MIRC Overview - CTP and TFS
The MIRC project was initiated by the RSNA Radiology Informatics Committee to construct a library of medical information, globally accessible to the imaging community through the Internet. The project has evolved to support communities of cooperating libraries, individually managed by healthcare and educational institutions, whose content can be accessed by a user as if it were a single library. The libraries can provide all kinds of digital information, including teaching files, clinical and technical documents, electronic presentations, and imaging datasets for research and clinical trials.
The RSNA manages an open-source project that has produced software making it easy to install a system for teaching files and clinical trials at no cost. Numerous other developers have produced complete or partial MIRC implementations.
1 The MIRC Community
Many MIRC communities have arisen - some within institutions and some shared globally. The RSNA maintains a MIRC site that provides access to libraries around the world.

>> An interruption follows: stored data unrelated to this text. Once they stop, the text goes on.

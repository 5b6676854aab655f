//! Summarize old history once the log grows past a token budget.

use std::sync::Arc;

use crate::error::Result;
use crate::provider::{ModelProvider, ProviderRequest};
use crate::types::{Message, Role};

use super::Middleware;

const DEFAULT_SUMMARY_PROMPT: &str = "Summarize the conversation below so it can replace the \
original messages. Keep names, decisions, open questions, and facts the assistant will need. \
Reply with the summary only.";

pub const SUMMARY_PREFIX: &str = "Here is a summary of the conversation to date:";

#[derive(Debug, Clone)]
pub struct SummarizationConfig {
    /// Summarize when the estimated token count exceeds this.
    pub trigger_tokens: usize,
    /// Most recent messages kept verbatim.
    pub keep_messages: usize,
    pub summary_prompt: String,
}

impl Default for SummarizationConfig {
    fn default() -> Self {
        Self {
            trigger_tokens: 4000,
            keep_messages: 20,
            summary_prompt: DEFAULT_SUMMARY_PROMPT.to_string(),
        }
    }
}

impl SummarizationConfig {
    pub fn new(trigger_tokens: usize, keep_messages: usize) -> Self {
        Self {
            trigger_tokens,
            keep_messages,
            ..Self::default()
        }
    }
}

/// First index that is kept verbatim, or `None` when there is nothing to
/// summarize. Tool results are never separated from the assistant message
/// that requested them.
pub fn summary_cutoff(messages: &[Message], config: &SummarizationConfig) -> Option<usize> {
    let total: usize = messages.iter().map(Message::estimated_tokens).sum();
    if total <= config.trigger_tokens {
        return None;
    }
    let start = usize::from(messages.first().is_some_and(|m| m.role == Role::System));
    let mut cutoff = messages.len().saturating_sub(config.keep_messages);
    while cutoff > start && messages.get(cutoff).is_some_and(|m| m.role == Role::Tool) {
        cutoff -= 1;
    }
    (cutoff > start).then_some(cutoff)
}

fn render_transcript(messages: &[Message]) -> String {
    messages
        .iter()
        .map(|m| {
            let mut line = format!("{}: {}", m.role, m.content);
            for call in &m.tool_calls {
                line.push_str(&format!("\n  [tool call {}({})]", call.name, call.arguments));
            }
            line
        })
        .collect::<Vec<_>>()
        .join("\n")
}

/// Replace the summarized prefix with one summary message.
pub async fn summarize_messages(
    summarizer: &dyn ModelProvider,
    messages: &[Message],
    config: &SummarizationConfig,
) -> Result<Option<Vec<Message>>> {
    let Some(cutoff) = summary_cutoff(messages, config) else {
        return Ok(None);
    };
    let start = usize::from(messages[0].role == Role::System);
    let request = ProviderRequest {
        system_prompt: Some(config.summary_prompt.clone()),
        messages: vec![Message::user(render_transcript(&messages[start..cutoff]))],
        ..Default::default()
    };
    let summary = summarizer.invoke(&request).await?;

    let mut replaced = Vec::with_capacity(messages.len() - cutoff + 2);
    replaced.extend_from_slice(&messages[..start]);
    replaced.push(Message::user(format!("{SUMMARY_PREFIX}\n\n{}", summary.content.trim())));
    replaced.extend_from_slice(&messages[cutoff..]);
    Ok(Some(replaced))
}

/// `BeforeModel` middleware summarizing through `summarizer`.
pub fn summarization(summarizer: Arc<dyn ModelProvider>, config: SummarizationConfig) -> Middleware {
    let config = Arc::new(config);
    Middleware::before_model(move |state| {
        let summarizer = Arc::clone(&summarizer);
        let config = Arc::clone(&config);
        async move {
            let replaced = summarize_messages(summarizer.as_ref(), &state.messages, &config).await?;
            if let Some(log) = &replaced {
                tracing::info!(
                    thread_id = %state.thread_id,
                    before = state.messages.len(),
                    after = log.len(),
                    "summarized message log"
                );
            }
            Ok(replaced)
        }
    })
}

Any MIRC site can function as an access point for users, called a query service, or an indexed information library, called a storage service, or both. A query service provides a point of access to a MIRC community. It provides a query form to the user, distributes the search criteria to all selected storage services, collates the responses, and presents them to the user. A storage service responds to the query received from the query service, searches its index for documents meeting the search criteria, and returns abstracts and locations of the matching documents to the query service.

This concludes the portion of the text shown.